[...] en una historia, como en otras cosas, hay necesidades y necesidades. Sé poco de estilo literario, pero he aprendido mientras avanzaba, y descubro que este arte no difiere tanto, como se lo podría creer, de aquel en que me ejercité antaño.
Muchas veintenas, y a veces muchos centenares de personas, asisten a presenciar una ejecución, y he visto balcones que se desprendían de las paredes por el peso de los espectadores, matando a más en un único derrumbe que yo en toda mi carrera. Estas veintenas y centenares pueden equipararse a los lectores de una crónica escrita.
Pero hay otros, además de los espectadores, que es preciso satisfacer: la autoridad en cuyo nombre actúa el carnificario; los que le pagan para que el condenado tenga una muerte sencilla (o dura); y el carnificario mismo.
Los espectadores se sentirán satisfechos si no hay largas demoras, si se le permite hablar al condenado y éste lo hace bien, si la hoja alzada resplandece al sol un momento antes de descender, dándoles así tiempo de contener el aliento y codearse unos a otros, y si la cabeza cae con un satisfactorio flujo de sangre.
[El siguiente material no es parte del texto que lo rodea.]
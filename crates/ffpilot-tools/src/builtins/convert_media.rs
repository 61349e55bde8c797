//! convert_media - build an ffmpeg command line and run it as a session
//!
//! The generated command still goes through the session allow-list, so the
//! configured ffmpeg program must be permitted there.

use super::parse_input;
use super::start_session::describe_start;
use crate::error::{Error, Result};
use crate::process::ProcessManager;
use crate::registry::{RiskLevel, Tool, ToolCategory, ToolDefinition, ToolResult};
use async_trait::async_trait;
use serde::{Deserialize, Serialize};
use serde_json::json;
use std::path::{Component, Path, PathBuf};
use std::sync::Arc;
use tracing::{debug, warn};

const DEFAULT_MAX_INPUT_BYTES: u64 = 4 * 1024 * 1024 * 1024; // 4 GiB

/// Settings for the conversion tool
#[derive(Debug, Clone, Serialize, Deserialize)]
#[serde(default)]
pub struct MediaConfig {
    /// Program placed at the start of generated commands
    pub ffmpeg_path: String,
    /// Largest accepted input file
    pub max_input_bytes: u64,
}

impl Default for MediaConfig {
    fn default() -> Self {
        Self {
            ffmpeg_path: "ffmpeg".to_string(),
            max_input_bytes: DEFAULT_MAX_INPUT_BYTES,
        }
    }
}

#[derive(Debug, Deserialize)]
#[serde(deny_unknown_fields)]
struct ConvertMediaInput {
    input: String,
    output: String,
    #[serde(default)]
    args: Vec<String>,
    #[serde(default)]
    overwrite: bool,
    #[serde(default, alias = "timeoutMs")]
    timeout_ms: Option<u64>,
}

fn reject_traversal(path: &str) -> Result<PathBuf> {
    let path_buf = PathBuf::from(path);
    if path_buf.components().any(|c| matches!(c, Component::ParentDir)) {
        warn!(path = %path, "Path traversal attempt detected");
        return Err(Error::PermissionDenied(
            "Path traversal (..) is not allowed".to_string(),
        ));
    }
    Ok(path_buf)
}

/// Input must be an existing regular file no larger than `max_bytes`.
async fn validate_input_file(path: &str, max_bytes: u64) -> Result<PathBuf> {
    let path_buf = reject_traversal(path)?;
    let metadata = tokio::fs::metadata(&path_buf)
        .await
        .map_err(|e| Error::InvalidInput(format!("Cannot read input '{}': {}", path, e)))?;
    if !metadata.is_file() {
        return Err(Error::InvalidInput(format!(
            "Input '{}' is not a regular file",
            path
        )));
    }
    if metadata.len() > max_bytes {
        return Err(Error::InvalidInput(format!(
            "Input '{}' is {} bytes, larger than the {} byte limit",
            path,
            metadata.len(),
            max_bytes
        )));
    }
    Ok(path_buf)
}

/// Output's directory must already exist.
async fn validate_output_file(path: &str, input: &Path) -> Result<PathBuf> {
    let path_buf = reject_traversal(path)?;
    if path_buf.as_os_str().is_empty() {
        return Err(Error::InvalidInput("Output path must not be empty".to_string()));
    }
    if path_buf == input {
        return Err(Error::InvalidInput(
            "Output must differ from input".to_string(),
        ));
    }
    if let Some(parent) = path_buf.parent() {
        let parent_is_dir = parent.as_os_str().is_empty()
            || tokio::fs::metadata(parent)
                .await
                .map(|m| m.is_dir())
                .unwrap_or(false);
        if !parent_is_dir {
            return Err(Error::InvalidInput(format!(
                "Output directory '{}' does not exist",
                parent.display()
            )));
        }
    }
    Ok(path_buf)
}

#[cfg(not(windows))]
fn join_command(tokens: &[String]) -> Result<String> {
    shlex::try_join(tokens.iter().map(String::as_str))
        .map_err(|e| Error::InvalidInput(format!("Cannot quote command: {}", e)))
}

#[cfg(windows)]
fn join_command(tokens: &[String]) -> Result<String> {
    const SPECIAL: &[char] = &[' ', '\t', '"', '&', '|', '<', '>', '^', '%'];
    Ok(tokens
        .iter()
        .map(|t| {
            if t.is_empty() || t.contains(SPECIAL) {
                format!("\"{}\"", t.replace('"', "\"\""))
            } else {
                t.clone()
            }
        })
        .collect::<Vec<_>>()
        .join(" "))
}

/// `ffmpeg -hide_banner -y|-n -i <input> <args...> <output>`, shell-quoted.
fn build_command(
    ffmpeg: &str,
    input: &Path,
    output: &Path,
    args: &[String],
    overwrite: bool,
) -> Result<String> {
    let mut tokens = vec![
        ffmpeg.to_string(),
        "-hide_banner".to_string(),
        if overwrite { "-y" } else { "-n" }.to_string(),
        "-i".to_string(),
        input.to_string_lossy().into_owned(),
    ];
    tokens.extend(args.iter().cloned());
    tokens.push(output.to_string_lossy().into_owned());
    join_command(&tokens)
}

/// Tool that converts a media file with ffmpeg in a background session
pub struct ConvertMediaTool {
    definition: ToolDefinition,
    manager: Arc<ProcessManager>,
    config: MediaConfig,
}

impl ConvertMediaTool {
    /// Create the tool over a shared manager
    #[must_use]
    pub fn new(manager: Arc<ProcessManager>, config: MediaConfig) -> Self {
        let definition = ToolDefinition::new(
            "convert_media",
            "Convert a media file with ffmpeg in the background. Returns a session PID; \
             poll progress with read_output. Extra ffmpeg options go in 'args', e.g. \
             [\"-c:v\", \"libx264\", \"-crf\", \"23\"].",
        )
        .with_category(ToolCategory::Media)
        .with_risk_level(RiskLevel::High)
        .with_parameters(json!({
            "type": "object",
            "properties": {
                "input": {
                    "type": "string",
                    "description": "Path of the source file"
                },
                "output": {
                    "type": "string",
                    "description": "Path of the file to create; the extension picks the container"
                },
                "args": {
                    "type": "array",
                    "items": {"type": "string"},
                    "description": "Extra ffmpeg arguments placed between input and output"
                },
                "overwrite": {
                    "type": "boolean",
                    "description": "Replace the output if it exists",
                    "default": false
                },
                "timeout_ms": {
                    "type": "integer",
                    "minimum": 0,
                    "description": "Kill the conversion after this many milliseconds (0 disables)"
                }
            },
            "required": ["input", "output"]
        }));

        Self {
            definition,
            manager,
            config,
        }
    }
}

#[async_trait]
impl Tool for ConvertMediaTool {
    fn definition(&self) -> &ToolDefinition {
        &self.definition
    }

    async fn execute(&self, input: serde_json::Value) -> Result<ToolResult> {
        let params: ConvertMediaInput = parse_input(input)?;
        let start = std::time::Instant::now();

        let input_path = validate_input_file(&params.input, self.config.max_input_bytes).await?;
        let output_path = validate_output_file(&params.output, &input_path).await?;
        let command = build_command(
            &self.config.ffmpeg_path,
            &input_path,
            &output_path,
            &params.args,
            params.overwrite,
        )?;
        debug!(command = %command, "Built conversion command");

        let started = self
            .manager
            .start_session(&command, params.timeout_ms, None)
            .await?;

        Ok(ToolResult::success(
            json!({
                "id": started.id,
                "running": started.running,
                "command": command,
                "text": describe_start(&started),
            }),
            start.elapsed().as_millis() as u64,
        ))
    }
}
De manera semejante vosotros, que algún día os zambulliréis en la biblioteca del maestro Ultan, requeriréis de mí que no haya largas demoras; personajes a los que se les permita hablar con brevedad pero con corrección; ciertas pausas dramáticas que señalen que algo importante está por ocurrir; emoción; y una buena cantidad de sangre.
Las autoridades por las que actúa el carnificario, los chiliarcas o arcontes (si se me permite prolongar la metáfora de mi discurso), no tendrán queja si al condenado se le impide escapar, o inflamar demasiado a la plebe; y si al final está indiscutiblemente muerto. Esa autoridad, que me guía mientras escribo, es también el impulso que me conduce a desempeñar mi tarea. Ella requiere que haya siempre en esta obra un tema central, que no se pierda en prefacios o índices, o en otra obra por completo diferente; que no se permita que la retórica la abrume; y que se la conduzca a una conclusión satisfactoria.
Los que pagan al carnificario para que la ejecución resulte indolora o dolorosa, pueden equipararse a las tradiciones literarias y a los modelos aceptados, ante los que estoy obligado a inclinarme. Recuerdo que un día de invierno, cuando la lluvia fría daba contra la ventana del aula en que nos dictaba clase, el maestro Malrubius —tal vez porque vio que estábamos demasiado desanimados para trabajar con seriedad, tal vez porque él mismo lo estaba—, nos contó que hacía muchos años, un cierto maestro Werenfrid, teniendo mucha necesidad de dinero, aceptó una remuneración de los enemigos del condenado y también de sus amigos; y que colocando una facción a la derecha del tajo y la otra a la izquierda, hizo, por su gran habilidad, que a cada una le pareciera que el resultado había sido satisfactorio. De esta misma manera, las partes contendientes de la tradición tironean de los escritores de historias. Sí, aun de los autarcas. Una parte desea sencillez; la otra riqueza de experiencia en la ejecución… de la escritura. Y yo he de intentar frente al dilema del maestro Werenfrid, pero careciendo de su habilidad, satisfacer a ambas. Eso es lo que he intentado hacer.
Queda el carnificario mismo; ése soy yo. No le basta recibir las alabanzas de todos. No le basta ni siquiera llevar a cabo lo que tiene que hacer de modo enteramente meritorio y de acuerdo con la enseñanza de los maestros y las antiguas tradiciones. Además de todo esto, si ha de sentir plena satisfacción en el momento en que el Tiempo levante por los cabellos su propia seccionada cabeza, tiene que agregar a la ejecución algún rasgo, por minúsculo que sea, que le pertenezca por entero y que él nunca repetirá. Sólo así podrá sentirse un artista libre.